**WHAT IS NEEDED**
Below are the records; copy each line in which "synthesized" can be found.

[Saved entries]
- - -

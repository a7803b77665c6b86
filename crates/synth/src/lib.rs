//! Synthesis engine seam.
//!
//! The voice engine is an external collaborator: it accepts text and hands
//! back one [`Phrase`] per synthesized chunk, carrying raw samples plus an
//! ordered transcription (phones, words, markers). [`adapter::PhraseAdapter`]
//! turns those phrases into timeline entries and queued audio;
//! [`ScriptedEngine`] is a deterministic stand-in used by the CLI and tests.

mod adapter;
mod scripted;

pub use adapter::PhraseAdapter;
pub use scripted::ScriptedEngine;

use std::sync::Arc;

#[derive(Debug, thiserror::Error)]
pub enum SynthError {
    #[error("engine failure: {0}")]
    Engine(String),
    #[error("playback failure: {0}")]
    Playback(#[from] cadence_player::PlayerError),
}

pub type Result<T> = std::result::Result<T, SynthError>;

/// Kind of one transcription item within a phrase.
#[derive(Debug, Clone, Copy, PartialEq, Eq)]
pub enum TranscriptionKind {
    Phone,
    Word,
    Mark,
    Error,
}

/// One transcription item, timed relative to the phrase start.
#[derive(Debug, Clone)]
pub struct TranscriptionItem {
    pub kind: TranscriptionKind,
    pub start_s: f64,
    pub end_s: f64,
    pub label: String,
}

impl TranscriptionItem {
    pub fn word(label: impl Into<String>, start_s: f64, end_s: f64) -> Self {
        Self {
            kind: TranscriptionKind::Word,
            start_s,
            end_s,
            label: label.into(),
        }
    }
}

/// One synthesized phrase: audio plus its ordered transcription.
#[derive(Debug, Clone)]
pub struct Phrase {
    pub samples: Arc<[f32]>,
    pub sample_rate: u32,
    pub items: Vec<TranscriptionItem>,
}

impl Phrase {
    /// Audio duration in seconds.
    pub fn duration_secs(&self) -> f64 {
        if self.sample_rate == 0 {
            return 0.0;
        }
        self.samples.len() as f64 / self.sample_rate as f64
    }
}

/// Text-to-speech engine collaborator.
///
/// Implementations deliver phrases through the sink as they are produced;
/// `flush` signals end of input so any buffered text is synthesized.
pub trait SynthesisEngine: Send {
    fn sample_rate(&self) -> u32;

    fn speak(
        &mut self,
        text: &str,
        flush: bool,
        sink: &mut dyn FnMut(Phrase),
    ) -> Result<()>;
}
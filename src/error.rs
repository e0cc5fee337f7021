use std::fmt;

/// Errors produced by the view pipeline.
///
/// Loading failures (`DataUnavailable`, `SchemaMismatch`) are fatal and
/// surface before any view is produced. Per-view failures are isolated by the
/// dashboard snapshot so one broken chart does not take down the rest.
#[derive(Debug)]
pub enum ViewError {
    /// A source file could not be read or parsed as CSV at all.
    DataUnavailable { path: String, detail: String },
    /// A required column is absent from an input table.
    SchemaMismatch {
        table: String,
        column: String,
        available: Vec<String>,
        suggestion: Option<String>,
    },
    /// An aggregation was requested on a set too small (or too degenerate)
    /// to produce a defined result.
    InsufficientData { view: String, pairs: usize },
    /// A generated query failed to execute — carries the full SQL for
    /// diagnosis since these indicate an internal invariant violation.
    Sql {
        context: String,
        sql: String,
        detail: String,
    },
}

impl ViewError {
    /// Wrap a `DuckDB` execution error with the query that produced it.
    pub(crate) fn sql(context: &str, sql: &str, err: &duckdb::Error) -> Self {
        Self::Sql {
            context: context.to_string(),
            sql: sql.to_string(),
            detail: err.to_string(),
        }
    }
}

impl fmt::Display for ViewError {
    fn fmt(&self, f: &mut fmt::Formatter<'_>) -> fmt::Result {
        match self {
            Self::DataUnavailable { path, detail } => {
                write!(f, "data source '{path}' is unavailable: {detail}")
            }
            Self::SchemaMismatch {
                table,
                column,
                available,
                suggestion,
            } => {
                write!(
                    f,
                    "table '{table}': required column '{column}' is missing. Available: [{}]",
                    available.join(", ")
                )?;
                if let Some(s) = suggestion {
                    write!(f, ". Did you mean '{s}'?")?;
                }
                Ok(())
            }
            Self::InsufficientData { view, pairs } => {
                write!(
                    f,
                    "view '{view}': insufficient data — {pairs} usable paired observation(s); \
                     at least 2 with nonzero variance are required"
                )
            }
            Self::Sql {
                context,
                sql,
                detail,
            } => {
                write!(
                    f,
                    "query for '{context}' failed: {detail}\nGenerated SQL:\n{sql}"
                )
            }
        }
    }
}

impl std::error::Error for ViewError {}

- - -

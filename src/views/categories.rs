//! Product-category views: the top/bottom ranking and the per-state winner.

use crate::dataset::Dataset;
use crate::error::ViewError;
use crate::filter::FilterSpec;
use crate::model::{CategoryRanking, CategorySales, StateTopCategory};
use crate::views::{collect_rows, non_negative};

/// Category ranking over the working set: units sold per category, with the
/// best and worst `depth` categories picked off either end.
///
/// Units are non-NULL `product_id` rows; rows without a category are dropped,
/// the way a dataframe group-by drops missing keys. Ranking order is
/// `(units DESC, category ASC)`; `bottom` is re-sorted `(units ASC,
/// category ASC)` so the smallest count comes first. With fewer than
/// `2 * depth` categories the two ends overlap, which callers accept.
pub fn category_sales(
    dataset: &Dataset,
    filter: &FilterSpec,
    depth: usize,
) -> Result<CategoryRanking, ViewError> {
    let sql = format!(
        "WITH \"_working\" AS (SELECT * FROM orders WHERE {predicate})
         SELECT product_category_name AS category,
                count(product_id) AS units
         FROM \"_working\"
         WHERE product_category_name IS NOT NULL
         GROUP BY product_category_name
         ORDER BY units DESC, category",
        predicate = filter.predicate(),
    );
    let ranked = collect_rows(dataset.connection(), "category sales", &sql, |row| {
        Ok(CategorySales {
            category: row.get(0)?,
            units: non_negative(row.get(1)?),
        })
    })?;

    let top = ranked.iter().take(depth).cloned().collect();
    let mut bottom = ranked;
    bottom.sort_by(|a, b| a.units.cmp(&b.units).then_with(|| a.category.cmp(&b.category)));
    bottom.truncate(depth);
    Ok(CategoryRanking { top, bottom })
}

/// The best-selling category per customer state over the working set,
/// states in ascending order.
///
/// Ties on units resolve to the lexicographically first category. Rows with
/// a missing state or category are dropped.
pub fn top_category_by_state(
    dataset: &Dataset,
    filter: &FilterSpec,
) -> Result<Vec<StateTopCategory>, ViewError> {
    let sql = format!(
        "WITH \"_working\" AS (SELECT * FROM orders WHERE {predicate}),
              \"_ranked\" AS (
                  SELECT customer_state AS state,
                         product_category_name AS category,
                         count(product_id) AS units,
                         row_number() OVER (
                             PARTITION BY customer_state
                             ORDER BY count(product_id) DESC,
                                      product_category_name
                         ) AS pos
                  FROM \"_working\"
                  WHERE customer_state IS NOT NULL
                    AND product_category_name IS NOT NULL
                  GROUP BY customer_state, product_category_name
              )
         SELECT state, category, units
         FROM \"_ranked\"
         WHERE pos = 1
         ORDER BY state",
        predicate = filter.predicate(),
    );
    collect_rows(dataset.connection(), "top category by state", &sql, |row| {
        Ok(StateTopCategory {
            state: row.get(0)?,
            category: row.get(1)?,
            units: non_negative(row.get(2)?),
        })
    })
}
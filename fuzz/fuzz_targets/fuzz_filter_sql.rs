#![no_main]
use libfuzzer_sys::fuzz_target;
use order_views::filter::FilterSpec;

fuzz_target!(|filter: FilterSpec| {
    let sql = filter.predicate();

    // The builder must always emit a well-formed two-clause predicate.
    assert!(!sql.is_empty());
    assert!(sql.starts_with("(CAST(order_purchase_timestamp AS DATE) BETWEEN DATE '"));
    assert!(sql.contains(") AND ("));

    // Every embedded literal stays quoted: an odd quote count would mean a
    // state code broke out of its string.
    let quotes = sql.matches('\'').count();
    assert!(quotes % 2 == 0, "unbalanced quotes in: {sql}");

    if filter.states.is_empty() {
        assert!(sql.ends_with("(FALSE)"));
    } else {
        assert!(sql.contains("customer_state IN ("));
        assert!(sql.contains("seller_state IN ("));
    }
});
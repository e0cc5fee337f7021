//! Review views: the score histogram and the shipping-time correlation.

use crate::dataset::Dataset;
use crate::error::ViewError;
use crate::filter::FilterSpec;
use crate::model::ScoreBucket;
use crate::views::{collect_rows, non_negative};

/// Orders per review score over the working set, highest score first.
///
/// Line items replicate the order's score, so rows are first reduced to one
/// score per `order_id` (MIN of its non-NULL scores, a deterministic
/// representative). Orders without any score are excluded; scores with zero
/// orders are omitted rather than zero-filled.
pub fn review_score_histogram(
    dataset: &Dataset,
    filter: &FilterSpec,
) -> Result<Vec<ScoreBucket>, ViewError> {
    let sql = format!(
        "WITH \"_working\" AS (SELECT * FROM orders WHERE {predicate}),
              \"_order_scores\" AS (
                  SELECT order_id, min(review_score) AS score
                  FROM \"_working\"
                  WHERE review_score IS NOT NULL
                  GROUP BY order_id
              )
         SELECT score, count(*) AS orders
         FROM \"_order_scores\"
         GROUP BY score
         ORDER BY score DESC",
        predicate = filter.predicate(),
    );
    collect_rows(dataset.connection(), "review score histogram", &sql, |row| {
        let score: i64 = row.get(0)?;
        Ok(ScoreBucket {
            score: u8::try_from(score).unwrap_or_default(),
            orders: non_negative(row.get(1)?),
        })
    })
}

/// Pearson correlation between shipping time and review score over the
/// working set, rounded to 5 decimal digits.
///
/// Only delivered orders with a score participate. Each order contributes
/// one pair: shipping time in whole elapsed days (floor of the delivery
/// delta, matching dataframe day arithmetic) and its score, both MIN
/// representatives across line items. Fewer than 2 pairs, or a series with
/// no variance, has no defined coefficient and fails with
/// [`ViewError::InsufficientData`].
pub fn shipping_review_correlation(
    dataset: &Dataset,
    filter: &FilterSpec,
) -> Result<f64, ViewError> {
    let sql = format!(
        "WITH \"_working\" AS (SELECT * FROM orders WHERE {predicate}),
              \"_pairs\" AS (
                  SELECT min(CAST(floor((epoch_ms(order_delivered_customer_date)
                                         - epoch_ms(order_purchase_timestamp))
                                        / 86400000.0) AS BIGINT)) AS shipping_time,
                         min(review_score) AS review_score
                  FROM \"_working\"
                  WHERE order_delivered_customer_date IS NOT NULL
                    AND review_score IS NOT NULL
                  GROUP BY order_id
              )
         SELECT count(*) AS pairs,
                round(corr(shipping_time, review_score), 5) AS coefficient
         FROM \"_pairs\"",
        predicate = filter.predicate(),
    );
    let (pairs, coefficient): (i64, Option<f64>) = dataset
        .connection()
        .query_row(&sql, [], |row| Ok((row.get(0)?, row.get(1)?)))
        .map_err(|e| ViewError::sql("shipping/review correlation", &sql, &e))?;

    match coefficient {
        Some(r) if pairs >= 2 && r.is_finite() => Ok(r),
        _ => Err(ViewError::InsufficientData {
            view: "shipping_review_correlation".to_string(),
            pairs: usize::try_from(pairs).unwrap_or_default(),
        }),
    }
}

- - -

**YOUR SOLUTION**
//! back one [`Phrase`] per synthesized chunk, carrying raw samples plus an
/// One synthesized phrase: audio plus its ordered transcription.
/// `flush` signals end of input so any buffered text is synthesized.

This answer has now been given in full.